Supplied records
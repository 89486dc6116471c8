use crate::api::{
    verification::MISSING_TOKEN_MESSAGE, ApiClient, ApiError, MessageResponse, VerifyOtpResponse,
};
use crate::utils::{
    redact::mask_email,
    storage::{KeyValueStore, RESET_TOKEN_KEY},
};
use async_trait::async_trait;
use std::rc::Rc;

/// Remote operations behind the password-reset wizard.
#[async_trait(?Send)]
pub trait VerificationApi {
    async fn request_code(&self, email: &str) -> Result<MessageResponse, ApiError>;

    /// On success the returned token has also been written to the durable
    /// `"token"` slot.
    async fn verify_code(&self, email: &str, code: &str) -> Result<String, ApiError>;

    async fn reset_password(
        &self,
        new_password: &str,
        reset_token: &str,
    ) -> Result<MessageResponse, ApiError>;

    /// Drops the durable reset token, if any.
    fn discard_reset_token(&self);
}

#[derive(Clone)]
pub struct ForgotPasswordRepository {
    client: Rc<ApiClient>,
    storage: Rc<dyn KeyValueStore>,
}

impl ForgotPasswordRepository {
    pub fn new_with_client(client: Rc<ApiClient>, storage: Rc<dyn KeyValueStore>) -> Self {
        Self { client, storage }
    }

    fn persist_token(&self, token: &str) -> Result<(), ApiError> {
        self.storage.set(RESET_TOKEN_KEY, token).map_err(|e| {
            log::error!("failed to persist reset token: {}", e);
            ApiError::unknown(format!("Failed to store reset token: {}", e))
        })
    }
}

#[async_trait(?Send)]
impl VerificationApi for ForgotPasswordRepository {
    async fn request_code(&self, email: &str) -> Result<MessageResponse, ApiError> {
        log::info!("requesting verification code for {}", mask_email(email));
        self.client.send_otp(email).await
    }

    async fn verify_code(&self, email: &str, code: &str) -> Result<String, ApiError> {
        log::info!("verifying code for {}", mask_email(email));
        let response: VerifyOtpResponse = self.client.verify_otp(email, code).await?;
        let Some(token) = response.bearer_token().map(str::to_string) else {
            log::warn!("verifyOTP succeeded without a token");
            return Err(ApiError::missing_token(MISSING_TOKEN_MESSAGE));
        };
        self.persist_token(&token)?;
        Ok(token)
    }

    async fn reset_password(
        &self,
        new_password: &str,
        reset_token: &str,
    ) -> Result<MessageResponse, ApiError> {
        log::info!("submitting new password");
        self.client.forgot_password(new_password, reset_token).await
    }

    fn discard_reset_token(&self) {
        if let Err(e) = self.storage.remove(RESET_TOKEN_KEY) {
            log::warn!("failed to clear reset token: {}", e);
        }
    }
}
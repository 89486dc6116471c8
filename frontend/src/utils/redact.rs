/// Masks the local part of an email for log output: `user@example.com`
/// becomes `us***@example.com`.
pub fn mask_email(email: &str) -> String {
    match email.split_once('@') {
        Some((local, domain)) => format!("{}@{}", mask(local), domain),
        None => mask(email),
    }
}

fn mask(text: &str) -> String {
    let count = text.chars().count();
    if count <= 2 {
        return "*".repeat(count);
    }
    let visible: String = text.chars().take(2).collect();
    format!("{}***", visible)
}
impl<A: VerificationApi> ResetWizard<A> {
    pub fn new(api: A) -> Self {
        Self {
            api,
            flow: ResetFlow::new(),
        }
    }

    pub fn flow(&self) -> &ResetFlow {
        &self.flow
    }

    pub fn api(&self) -> &A {
        &self.api
    }

    pub fn dismiss_notice(&mut self) {
        self.flow.dismiss_notice();
    }

    pub async fn submit_email(&mut self, email: &str) -> Result<Applied, FlowError> {
        let submission = self.flow.begin_email(email)?;
        let result = self.api.request_code(&submission.email).await;
        Ok(self.flow.finish_email(submission, result))
    }

    pub async fn submit_code(&mut self, code: &str) -> Result<Applied, FlowError> {
        let submission = self.flow.begin_verify(code)?;
        let result = self
            .api
            .verify_code(&submission.email, &submission.code)
            .await;
        Ok(self.flow.finish_verify(submission, result))
    }

    pub async fn resend_code(&mut self) -> Result<Applied, FlowError> {
        let submission = self.flow.begin_resend()?;
        let result = self.api.request_code(&submission.email).await;
        Ok(self.flow.finish_resend(submission, result))
    }

    pub async fn submit_new_password(
        &mut self,
        new_password: &str,
        confirmation: &str,
    ) -> Result<Applied, FlowError> {
        let submission = self.flow.begin_reset(new_password, confirmation)?;
        let result = self
            .api
            .reset_password(&submission.new_password, &submission.reset_token)
            .await;
        let applied = self.flow.finish_reset(submission, result);
        if applied == Applied::Advanced(ResetStep::Confirmation) {
            self.api.discard_reset_token();
        }
        Ok(applied)
    }

    pub fn back(&mut self) -> Navigation {
        let navigation = self.flow.back();
        if navigation != Navigation::Ignored {
            self.api.discard_reset_token();
        }
        navigation
    }

    pub fn tick(&mut self) -> bool {
        self.flow.tick()
    }

    pub fn confirm(&mut self) -> bool {
        self.flow.confirm()
    }

    pub fn abandon(&mut self) {
        self.flow.abandon();
        self.api.discard_reset_token();
    }
}
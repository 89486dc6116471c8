pub mod forgot_password;

pub use forgot_password::*;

Description of the task
Having read the material, set all of it down again without a single difference.

Task output
repository 89486dc6116471c8
use crate::api::{
    verification::MISSING_TOKEN_MESSAGE, ApiClient, ApiError, MessageResponse, VerifyOtpResponse,
};
use crate::utils::{
    redact::mask_email,
    storage::{KeyValueStore, RESET_TOKEN_KEY},
};
use async_trait::async_trait;
use std::rc::Rc;

/// Remote operations behind the password-reset wizard.
#[async_trait(?Send)]
pub trait VerificationApi {
    async fn request_code(&self, email: &str) -> Result<MessageResponse, ApiError>;

    /// On success the returned token has also been written to the durable
    /// `"token"` slot.
    async fn verify_code(&self, email: &str, code: &str) -> Result<String, ApiError>;

    async fn reset_password(
        &self,
        new_password: &str,
        reset_token: &str,
    ) -> Result<MessageResponse, ApiError>;

    /// Drops the durable reset token, if any.
    fn discard_reset_token(&self);
}

#[derive(Clone)]
pub struct ForgotPasswordRepository {
    client: Rc<ApiClient>,
    storage: Rc<dyn KeyValueStore>,
}

impl ForgotPasswordRepository {
    pub fn new_with_client(client: Rc<ApiClient>, storage: Rc<dyn KeyValueStore>) -> Self {
        Self { client, storage }
    }

    fn persist_token(&self, token: &str) -> Result<(), ApiError> {
        self.storage.set(RESET_TOKEN_KEY, token).map_err(|e| {
            log::error!("failed to persist reset token: {}", e);
            ApiError::unknown(format!("Failed to store reset token: {}", e))
        })
    }
}

#[async_trait(?Send)]
impl VerificationApi for ForgotPasswordRepository {
    async fn request_code(&self, email: &str) -> Result<MessageResponse, ApiError> {
        log::info!("requesting verification code for {}", mask_email(email));
        self.client.send_otp(email).await
    }

    async fn verify_code(&self, email: &str, code: &str) -> Result<String, ApiError> {
        log::info!("verifying code for {}", mask_email(email));
        let response: VerifyOtpResponse = self.client.verify_otp(email, code).await?;
        let Some(token) = response.bearer_token().map(str::to_string) else {
            log::warn!("verifyOTP succeeded without a token");
            return Err(ApiError::missing_token(MISSING_TOKEN_MESSAGE));
        };
        self.persist_token(&token)?;
        Ok(token)
    }

    async fn reset_password(
        &self,
        new_password: &str,
        reset_token: &str,
    ) -> Result<MessageResponse, ApiError> {
        log::info!("submitting new password");
        self.client.forgot_password(new_password, reset_token).await
    }

    fn discard_reset_token(&self) {
        if let Err(e) = self.storage.remove(RESET_TOKEN_KEY) {
            log::warn!("failed to clear reset token: {}", e);
        }
    }
}
repository 89486dc6116471c8
filename frontend/src/utils/redact.rs
/// Masks the local part of an email for log output: `user@example.com`
/// becomes `us***@example.com`.
pub fn mask_email(email: &str) -> String {
    match email.split_once('@') {
        Some((local, domain)) => format!("{}@{}", mask(local), domain),
        None => mask(email),
    }
}

fn mask(text: &str) -> String {
    let count = text.chars().count();
    if count <= 2 {
        return "*".repeat(count);
    }
    let visible: String = text.chars().take(2).collect();
    format!("{}***", visible)
}
impl<A: VerificationApi> ResetWizard<A> {
    pub fn new(api: A) -> Self {
        Self {
            api,
            flow: ResetFlow::new(),
        }
    }

    pub fn flow(&self) -> &ResetFlow {
        &self.flow
    }

    pub fn api(&self) -> &A {
        &self.api
    }

    pub fn dismiss_notice(&mut self) {
        self.flow.dismiss_notice();
    }

    pub async fn submit_email(&mut self, email: &str) -> Result<Applied, FlowError> {
        let submission = self.flow.begin_email(email)?;
        let result = self.api.request_code(&submission.email).await;
        Ok(self.flow.finish_email(submission, result))
    }

    pub async fn submit_code(&mut self, code: &str) -> Result<Applied, FlowError> {
        let submission = self.flow.begin_verify(code)?;
        let result = self
            .api
            .verify_code(&submission.email, &submission.code)
            .await;
        Ok(self.flow.finish_verify(submission, result))
    }

    pub async fn resend_code(&mut self) -> Result<Applied, FlowError> {
        let submission = self.flow.begin_resend()?;
        let result = self.api.request_code(&submission.email).await;
        Ok(self.flow.finish_resend(submission, result))
    }

    pub async fn submit_new_password(
        &mut self,
        new_password: &str,
        confirmation: &str,
    ) -> Result<Applied, FlowError> {
        let submission = self.flow.begin_reset(new_password, confirmation)?;
        let result = self
            .api
            .reset_password(&submission.new_password, &submission.reset_token)
            .await;
        let applied = self.flow.finish_reset(submission, result);
        if applied == Applied::Advanced(ResetStep::Confirmation) {
            self.api.discard_reset_token();
        }
        Ok(applied)
    }

    pub fn back(&mut self) -> Navigation {
        let navigation = self.flow.back();
        if navigation != Navigation::Ignored {
            self.api.discard_reset_token();
        }
        navigation
    }

    pub fn tick(&mut self) -> bool {
        self.flow.tick()
    }

    pub fn confirm(&mut self) -> bool {
        self.flow.confirm()
    }

    pub fn abandon(&mut self) {
        self.flow.abandon();
        self.api.discard_reset_token();
    }
}
repository 89486dc6116471c8
pub mod forgot_password;

pub use forgot_password::*;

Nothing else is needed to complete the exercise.